Plötzlich sichtbar

16. November 2018

Schon wer hier geboren wurde, empfindet sie mitunter als beklemmend: die „Unwirtlichkeit unserer Städte“, ein Begriff, den der Frankfurter Psychoanalytiker Alexander Mitscherlich geprägt hatte. Wie aber erleben Flüchtlinge die Fassaden und endlosen Straßenfluchten moderner Großstädte? Von diesem Fremdsein unter Fremden erzählt die großformatige Fotoserie „New Citizens – Fotografien Geflüchteter“ des weißrussischen Künstlers Vitus Saloshanka, aufgenommen in einem Wohnwagen-Flüchtlingscamp im Frankfurter Stadtteil Rebstock.
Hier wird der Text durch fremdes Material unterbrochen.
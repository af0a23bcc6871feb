//! Async client for communicating with the metadata worker process.

use std::collections::HashMap;
use std::io;
use std::path::Path;
use std::sync::Arc;
use std::time::Duration;

use serde::{de::DeserializeOwned, Serialize};
use tokio::io::{AsyncBufReadExt, AsyncWriteExt, BufReader, BufWriter};
use tokio::process::{Child, ChildStdin, ChildStdout, Command};
use tokio::sync::{oneshot, Mutex};
use tokio_util::sync::CancellationToken;

use super::error::{WorkerError, WorkerResult};
use super::protocol::{
    methods, ConnectParams, ConnectResponse, DisconnectParams, DisconnectResponse, ErrorInfo,
    ListChildrenParams, ListChildrenResponse, RequestEnvelope, ResponseEnvelope,
};
use crate::config::Settings;

/// Default timeout for requests (30 seconds).
const DEFAULT_TIMEOUT_SECS: u64 = 30;

type PendingMap = Arc<Mutex<HashMap<String, oneshot::Sender<ResponseEnvelope>>>>;

/// Async client for the metadata worker.
///
/// The client spawns the worker as a child process and communicates via
/// NDJSON (newline-delimited JSON) over stdin/stdout. Each request has a
/// unique ID for correlation with responses, enabling concurrent requests
/// from many sessions over one process.
///
/// # Example
///
/// ```ignore
/// use object_explorer::worker::WorkerClient;
///
/// let client = WorkerClient::spawn("./explorer-worker").await?;
/// let connected = client.connect("duckdb", "./data.duckdb").await?;
/// ```
pub struct WorkerClient {
    /// Writer for sending requests to worker stdin.
    stdin: Arc<Mutex<BufWriter<ChildStdin>>>,

    /// Map of pending request IDs to response channels.
    pending: PendingMap,

    /// Handle to the worker child process.
    _child: Child,

    /// Handle to the background reader task.
    reader_task: tokio::task::JoinHandle<()>,

    /// Request timeout duration.
    timeout: Duration,
}

impl WorkerClient {
    /// Spawn a new worker process.
    pub async fn spawn<P: AsRef<Path>>(worker_path: P) -> WorkerResult<Self> {
        Self::spawn_with_timeout(worker_path, Duration::from_secs(DEFAULT_TIMEOUT_SECS)).await
    }

    /// Spawn the worker named by the settings, with the configured timeout.
    pub async fn spawn_with_settings(settings: &Settings) -> WorkerResult<Self> {
        let worker_path = settings.worker_path().ok_or(WorkerError::NotFound)?;
        tracing::debug!(path = %worker_path.display(), "spawning worker");
        Self::spawn_with_timeout(&worker_path, settings.worker.request_timeout()).await
    }

    /// Spawn a new worker process with a custom timeout.
    pub async fn spawn_with_timeout<P: AsRef<Path>>(
        worker_path: P,
        timeout: Duration,
    ) -> WorkerResult<Self> {
        let mut child = Command::new(worker_path.as_ref())
            .stdin(std::process::Stdio::piped())
            .stdout(std::process::Stdio::piped())
            .stderr(std::process::Stdio::inherit())
            .kill_on_drop(true)
            .spawn()
            .map_err(WorkerError::SpawnFailed)?;

        let stdin = child.stdin.take().ok_or_else(|| not_captured("stdin"))?;
        let stdout = child.stdout.take().ok_or_else(|| not_captured("stdout"))?;

        let stdin = Arc::new(Mutex::new(BufWriter::new(stdin)));
        let pending: PendingMap = Arc::new(Mutex::new(HashMap::new()));

        let reader_task = Self::spawn_reader_task(stdout, pending.clone());

        Ok(Self {
            stdin,
            pending,
            _child: child,
            reader_task,
            timeout,
        })
    }

    /// Spawn the background task that reads responses from the worker.
    fn spawn_reader_task(stdout: ChildStdout, pending: PendingMap) -> tokio::task::JoinHandle<()> {
        tokio::spawn(async move {
            let mut reader = BufReader::new(stdout);
            let mut line = String::new();

            loop {
                line.clear();
                match reader.read_line(&mut line).await {
                    Ok(0) => break,
                    Ok(_) => match serde_json::from_str::<ResponseEnvelope>(&line) {
                        Ok(resp) => {
                            if let Some(tx) = pending.lock().await.remove(&resp.id) {
                                let _ = tx.send(resp);
                            } else {
                                tracing::debug!(id = %resp.id, "worker response for abandoned request");
                            }
                        }
                        Err(e) => {
                            tracing::warn!(error = %e, "failed to parse worker response");
                        }
                    },
                    Err(e) => {
                        tracing::error!(error = %e, "worker read error");
                        break;
                    }
                }
            }

            // Worker exited - fail every pending request
            let mut pending = pending.lock().await;
            if !pending.is_empty() {
                tracing::warn!(pending = pending.len(), "worker exited with requests in flight");
            }
            for (id, tx) in pending.drain() {
                let _ = tx.send(ResponseEnvelope {
                    id,
                    success: false,
                    result: None,
                    error: Some(ErrorInfo {
                        code: "WORKER_EXITED".to_string(),
                        message: "Worker process exited unexpectedly".to_string(),
                    }),
                });
            }
        })
    }

    /// Send a request to the worker and wait for a response.
    pub async fn request<P, R>(&self, method: &str, params: P) -> WorkerResult<R>
    where
        P: Serialize,
        R: DeserializeOwned,
    {
        self.request_cancellable(method, params, &CancellationToken::new())
            .await
    }

    /// Send a request, giving up when `cancel` fires or the timeout passes.
    ///
    /// An abandoned request is forgotten, including when this future is
    /// dropped mid-flight; a late response is dropped by the reader task.
    pub async fn request_cancellable<P, R>(
        &self,
        method: &str,
        params: P,
        cancel: &CancellationToken,
    ) -> WorkerResult<R>
    where
        P: Serialize,
        R: DeserializeOwned,
    {
        let id = uuid::Uuid::new_v4().to_string();

        let request = RequestEnvelope {
            id: id.clone(),
            method: method.to_string(),
            params: serde_json::to_value(params).map_err(WorkerError::SerializeFailed)?,
        };

        // Register response channel
        let (tx, rx) = oneshot::channel();
        self.pending.lock().await.insert(id.clone(), tx);
        let _entry = PendingEntry::new(&self.pending, &id);

        // Send request
        let line = serde_json::to_string(&request).map_err(WorkerError::SerializeFailed)? + "\n";
        let written = {
            let mut stdin = self.stdin.lock().await;
            match stdin.write_all(line.as_bytes()).await {
                Ok(()) => stdin.flush().await,
                Err(e) => Err(e),
            }
        };
        if let Err(e) = written {
            return Err(WorkerError::WriteFailed(e));
        }

        tracing::trace!(id = %id, method, "worker request sent");

        let outcome = tokio::select! {
            biased;
            _ = cancel.cancelled() => None,
            result = tokio::time::timeout(self.timeout, rx) => Some(result),
        };

        let response = match outcome {
            Some(Ok(Ok(resp))) => resp,
            Some(Ok(Err(_))) => return Err(WorkerError::ChannelClosed),
            Some(Err(_)) => return Err(WorkerError::Timeout(self.timeout)),
            None => return Err(WorkerError::Cancelled),
        };

        if response.success {
            let result = response.result.unwrap_or(serde_json::Value::Null);
            serde_json::from_value(result).map_err(WorkerError::DeserializeFailed)
        } else {
            let error = response.error.unwrap_or_else(|| ErrorInfo {
                code: "UNKNOWN".to_string(),
                message: "Unknown error".to_string(),
            });
            Err(WorkerError::from_code(&error.code, &error.message))
        }
    }

    /// Returns `false` once the reader task has finished (worker exited).
    pub fn is_alive(&self) -> bool {
        !self.reader_task.is_finished()
    }

    /// Get the current request timeout.
    pub fn timeout(&self) -> Duration {
        self.timeout
    }
}

// Convenience methods for the explorer protocol
impl WorkerClient {
    /// Open a database connection inside the worker.
    pub async fn connect(&self, driver: &str, connection_string: &str) -> WorkerResult<ConnectResponse> {
        self.request(
            methods::CONNECT,
            ConnectParams {
                driver: driver.to_string(),
                connection_string: connection_string.to_string(),
            },
        )
        .await
    }

    /// Close a worker-side connection.
    pub async fn disconnect(&self, connection_id: &str) -> WorkerResult<DisconnectResponse> {
        self.request(
            methods::DISCONNECT,
            DisconnectParams {
                connection_id: connection_id.to_string(),
            },
        )
        .await
    }

    /// List the children of a node.
    pub async fn list_children(
        &self,
        params: ListChildrenParams<'_>,
        cancel: &CancellationToken,
    ) -> WorkerResult<ListChildrenResponse> {
        self.request_cancellable(methods::LIST_CHILDREN, params, cancel)
            .await
    }
}

/// Removes a request's response channel when the request ends, however it
/// ends. Already gone if the reader task delivered the response.
struct PendingEntry {
    pending: PendingMap,
    id: String,
}

impl PendingEntry {
    fn new(pending: &PendingMap, id: &str) -> Self {
        Self {
            pending: pending.clone(),
            id: id.to_string(),
        }
    }
}

impl Drop for PendingEntry {
    fn drop(&mut self) {
        if let Ok(mut pending) = self.pending.try_lock() {
            pending.remove(&self.id);
            return;
        }
        // Contended: finish the removal on the runtime.
        let pending = self.pending.clone();
        let id = std::mem::take(&mut self.id);
        if let Ok(handle) = tokio::runtime::Handle::try_current() {
            handle.spawn(async move {
                pending.lock().await.remove(&id);
            });
        }
    }
}

fn not_captured(stream: &str) -> WorkerError {
    WorkerError::SpawnFailed(io::Error::new(
        io::ErrorKind::BrokenPipe,
        format!("worker {} not captured", stream),
    ))
}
Erst die Flucht aus dem Heimatland, dann die Unterbringung im Lager, das einem Transitraum zwischen zwei Leben gleicht, dem, das sie hinter sich lassen mussten, und ihrer möglichen Zukunft als Bürger in Deutschland, in dem sie noch nicht angekommen sind. Ein Aufenthalt, ein Übergang, eine Endstation oder ein Aufbruch?

Vom 30. April 2018 an hat man diese großformatigen Porträts an vielen Orten in Frankfurt entdecken können - an öffentlichen Gebäudefassaden und Kirchen: die plötzliche Sichtbarkeit von Menschen, die längst die Stadt bewohnen. Dank dieser Kunstinstallation im öfentlichen Raum tauchten sie aus der Unsichtbarkeit ihrer Unterbringungen auf. Aus dem abstrakten Begriff “Flüchtling” wurde ein Mensch, ein Individuum mit seiner ganz persönlichen Würde. So versucht diese Ausstellung auch, eine Neubesinnung anzuregen darüber, auf welchen Werten unser Zusammenleben in einer multikulturellen Stadtgesellschaft beruht oder beruhen sollte. (Eröffnung der Ausstellung war am Sonntag, 30. April, 12 Uhr auf dem Frankfurter Rossmarkt mit einem öffentlichen Konzert des syrischen Pianisten Aeham Ahmad und dem Ensemble “Staccato Burnout”.